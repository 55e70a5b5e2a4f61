//! Property-based tests for the syntax front end.
//!
//! Sources are either Perl-flavoured fragment soup or small realistic files; edits are random insertions and deletions
//! at character boundaries.

use camel_core::Dialect;
use camel_core::lang::token_sets::REPARSABLE_LEAVES;
use camel_syntax::lexer::{self, Token};
use camel_syntax::merge::merge;
use camel_syntax::reparse::{self, TextEdit, relex_element};
use camel_syntax::{Parse, SyntaxNode, parse};
use proptest::prelude::*;
use rowan::{NodeOrToken, TextRange, TextSize};

// =============================================================================
// Inputs
// =============================================================================

const FRAGMENTS: &[&str] = &[
    "my ", "$x", "@list", "%h", " = ", "1", "0x1f", "3.14", ";", "\n", " ", "{", "}", "(", ")", "[", "]", "->", "=>",
    ", ", "'str'", "\"dq $x\"", "q(", "qq{", "qw/a b/", "s/a/b/g", "m{x}i", "/", "<<EOM", "<<'T'", "EOM\n", "T\n",
    "=pod\n", "=cut\n", "# note\n", "#@returns Foo\n", "sub f ", "if ", "else ", "print ", "return ", "\\", "$$",
    "<=>", "__END__\n", "é", "?", ":", "<", ">",
];

const CORPUS: &[&str] = &[
    "package Shop::Cart;\nuse strict;\n\n=pod\n\nCart helpers.\n\n=cut\n\nsub total {\n    my ($self, %args) = @_;\n    \
     my $sum = 0;\n    $sum += $_->{price} for @{ $self->{items} };\n    return sprintf(\"%.2f\", $sum);\n}\n\n\
     print <<EOM;\nTotal: @{[ total() ]}\nEOM\n1;\n",
    "my @sorted = sort { $a <=> $b } grep { /\\d+/ } map { $_ * 2 } @input;\n\
     my %seen = (one => 1, 'two' => [2, 3]);\nwhile (my ($k, $v) = each %seen) {\n    next unless $v;\n    \
     print STDERR \"$k\\n\" if $verbose;\n}\n",
    "print <<A, <<'B';\nfirst $x\nA\nsecond\nB\nmy $re = qr{^(\\w+)\\s*=}x;\n\
     $line =~ s/\\s+$//;\n$count = () = $str =~ /x/g;\n1;\n",
];

fn fragment_soup() -> impl Strategy<Value = String> {
    prop::collection::vec(prop::sample::select(FRAGMENTS), 0..24).prop_map(|parts| parts.concat())
}

fn source() -> impl Strategy<Value = String> {
    prop_oneof![
        fragment_soup(),
        prop::sample::select(CORPUS).prop_map(str::to_string),
        "[ -~\n]{0,60}",
    ]
}

/// A random insertion or deletion inside `text`, at character boundaries.
fn edit_for(text: &str, at: prop::sample::Index, deleted: usize, insert: &str) -> TextEdit {
    let boundaries: Vec<usize> = text.char_indices().map(|(i, _)| i).chain([text.len()]).collect();
    let start = at.index(boundaries.len());
    let end = (start + deleted).min(boundaries.len() - 1);
    let range = TextRange::new(size(boundaries[start]), size(boundaries[end]));
    TextEdit::new(range, insert)
}

fn size(offset: usize) -> TextSize {
    TextSize::from(u32::try_from(offset).unwrap_or(u32::MAX))
}

fn assert_same(actual: &Parse, expected: &Parse) {
    assert_eq!(actual.text(), expected.text());
    assert_eq!(actual.debug_dump(), expected.debug_dump());
    assert_eq!(actual.errors(), expected.errors());
}

/// Every node's text is exactly the concatenation of its children's.
fn assert_nodes_cover(node: &SyntaxNode) {
    let mut joined = String::new();
    for child in node.children_with_tokens() {
        match child {
            NodeOrToken::Node(n) => {
                assert_nodes_cover(&n);
                joined.push_str(&n.text().to_string());
            }
            NodeOrToken::Token(t) => joined.push_str(t.text()),
        }
    }
    assert_eq!(joined, node.text().to_string());
}

fn concat(source: &str, tokens: &[Token]) -> String {
    tokens.iter().map(|t| t.text(source)).collect()
}

// =============================================================================
// Properties
// =============================================================================

proptest! {
    #[test]
    fn tokens_cover_the_source(src in source()) {
        let lexed = lexer::lex(&src, &Dialect::new());
        prop_assert_eq!(concat(&src, &lexed.tokens), src.clone());
        prop_assert!(lexed.tokens.iter().all(|t| !t.range.is_empty()));

        let merged = merge(lexed.tokens);
        prop_assert_eq!(concat(&src, &merged), src.clone());
    }

    #[test]
    fn template_tokens_cover_the_source(src in "[<?> a-z$;{}\n]{0,40}") {
        let lexed = lexer::lex(&src, &Dialect::template());
        prop_assert_eq!(concat(&src, &lexed.tokens), src.clone());
    }

    #[test]
    fn merge_is_idempotent(src in source()) {
        let once = merge(lexer::lex(&src, &Dialect::new()).tokens);
        let twice = merge(once.clone());
        prop_assert_eq!(once, twice);
    }

    #[test]
    fn trees_are_lossless(src in source()) {
        let parse = parse(&src, &Dialect::new());
        prop_assert_eq!(parse.text(), src.clone());
        assert_nodes_cover(&parse.syntax_node());

        let expanded = parse.expand_all();
        prop_assert_eq!(expanded.text(), src);
        assert_nodes_cover(&expanded.syntax_node());
    }

    #[test]
    fn reparse_matches_a_full_parse(
        src in source(),
        at in any::<prop::sample::Index>(),
        deleted in 0usize..4,
        insert in prop::sample::select(FRAGMENTS),
    ) {
        let dialect = Dialect::new();
        let old = parse(&src, &dialect);
        let edit = edit_for(&src, at, deleted, insert);
        let new_text = edit.apply(&src).unwrap_or_default();
        assert_same(&reparse::reparse(&old, &edit, &dialect), &parse(&new_text, &dialect));
    }

    #[test]
    fn repeated_small_edits_match_a_full_parse(
        index in 0..CORPUS.len(),
        edits in prop::collection::vec((any::<prop::sample::Index>(), prop::sample::select(FRAGMENTS)), 1..6),
    ) {
        let dialect = Dialect::new();
        let mut text = CORPUS[index].to_string();
        let mut tree = parse(&text, &dialect);
        for (at, insert) in edits {
            let edit = edit_for(&text, at, 0, insert);
            text = edit.apply(&text).unwrap_or_default();
            tree = reparse::reparse(&tree, &edit, &dialect);
            assert_same(&tree, &parse(&text, &dialect));
        }
    }
}

// =============================================================================
// State determinism
// =============================================================================

/// Relexing any reparsable element from the state derived for it reproduces its tokens.
#[test]
fn relexing_an_element_reproduces_it() {
    for source in CORPUS {
        let parse = parse(source, &Dialect::new());
        let root = parse.syntax_node();
        let mut checked = 0;
        for element in root.descendants_with_tokens() {
            if !REPARSABLE_LEAVES.contains(element.kind()) {
                continue;
            }
            let expected: Vec<_> = match &element {
                NodeOrToken::Token(t) => vec![(t.kind(), t.text_range())],
                NodeOrToken::Node(n) => n
                    .descendants_with_tokens()
                    .filter_map(|e| e.into_token())
                    .map(|t| (t.kind(), t.text_range()))
                    .collect(),
            };
            let actual: Option<Vec<_>> =
                relex_element(&parse, &element).map(|tokens| tokens.iter().map(|t| (t.kind, t.range)).collect());
            assert_eq!(actual.as_ref(), Some(&expected), "{:?} in {source:?}", element);
            checked += 1;
        }
        assert!(checked > 0);
    }
}
#![no_main]

use camel::reparse::reparse;
use camel::{Dialect, TextEdit, parse};
use libfuzzer_sys::fuzz_target;
use rowan::TextRange;

fuzz_target!(|data: &[u8]| {
    // First two bytes pick the edit position and length, the next byte splits insert text from source.
    let [at, len, split, rest @ ..] = data else {
        return;
    };
    let Ok(text) = std::str::from_utf8(rest) else {
        return;
    };
    let split = usize::from(*split).min(text.len());
    if !text.is_char_boundary(split) {
        return;
    }
    let (insert, source) = text.split_at(split);

    let start = usize::from(*at) % (source.len() + 1);
    let end = (start + usize::from(*len % 8)).min(source.len());
    if !source.is_char_boundary(start) || !source.is_char_boundary(end) {
        return;
    }
    let (Ok(start), Ok(end)) = (u32::try_from(start), u32::try_from(end)) else {
        return;
    };
    let range = TextRange::new(start.into(), end.into());
    let edit = TextEdit::new(range, insert);
    let Some(new_text) = edit.apply(source) else {
        return;
    };

    let dialect = Dialect::new();
    let incremental = reparse(&parse(source, &dialect), &edit, &dialect);
    let full = parse(&new_text, &dialect);
    assert_eq!(incremental.debug_dump(), full.debug_dump());
    assert_eq!(incremental.errors(), full.errors());
});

__________________________________________________

### EXERCISE DESCRIPTION
Reproduce exactly the lines running from the one with "let parse = parse(source, &Dialect::new());" to the last line of the listing above. Add nothing else.

### ANSWER TO THE PROBLEM
        let parse = parse(source, &Dialect::new());
        let root = parse.syntax_node();
        let mut checked = 0;
        for element in root.descendants_with_tokens() {
            if !REPARSABLE_LEAVES.contains(element.kind()) {
                continue;
            }
            let expected: Vec<_> = match &element {
                NodeOrToken::Token(t) => vec![(t.kind(), t.text_range())],
                NodeOrToken::Node(n) => n
                    .descendants_with_tokens()
                    .filter_map(|e| e.into_token())
                    .map(|t| (t.kind(), t.text_range()))
                    .collect(),
            };
            let actual: Option<Vec<_>> =
                relex_element(&parse, &element).map(|tokens| tokens.iter().map(|t| (t.kind, t.range)).collect());
            assert_eq!(actual.as_ref(), Some(&expected), "{:?} in {source:?}", element);
            checked += 1;
        }
        assert!(checked > 0);
    }
}
#![no_main]

use camel::reparse::reparse;
use camel::{Dialect, TextEdit, parse};
use libfuzzer_sys::fuzz_target;
use rowan::TextRange;

fuzz_target!(|data: &[u8]| {
    // First two bytes pick the edit position and length, the next byte splits insert text from source.
    let [at, len, split, rest @ ..] = data else {
        return;
    };
    let Ok(text) = std::str::from_utf8(rest) else {
        return;
    };
    let split = usize::from(*split).min(text.len());
    if !text.is_char_boundary(split) {
        return;
    }
    let (insert, source) = text.split_at(split);

    let start = usize::from(*at) % (source.len() + 1);
    let end = (start + usize::from(*len % 8)).min(source.len());
    if !source.is_char_boundary(start) || !source.is_char_boundary(end) {
        return;
    }
    let (Ok(start), Ok(end)) = (u32::try_from(start), u32::try_from(end)) else {
        return;
    };
    let range = TextRange::new(start.into(), end.into());
    let edit = TextEdit::new(range, insert);
    let Some(new_text) = edit.apply(source) else {
        return;
    };

    let dialect = Dialect::new();
    let incremental = reparse(&parse(source, &dialect), &edit, &dialect);
    let full = parse(&new_text, &dialect);
    assert_eq!(incremental.debug_dump(), full.debug_dump());
    assert_eq!(incremental.errors(), full.errors());
});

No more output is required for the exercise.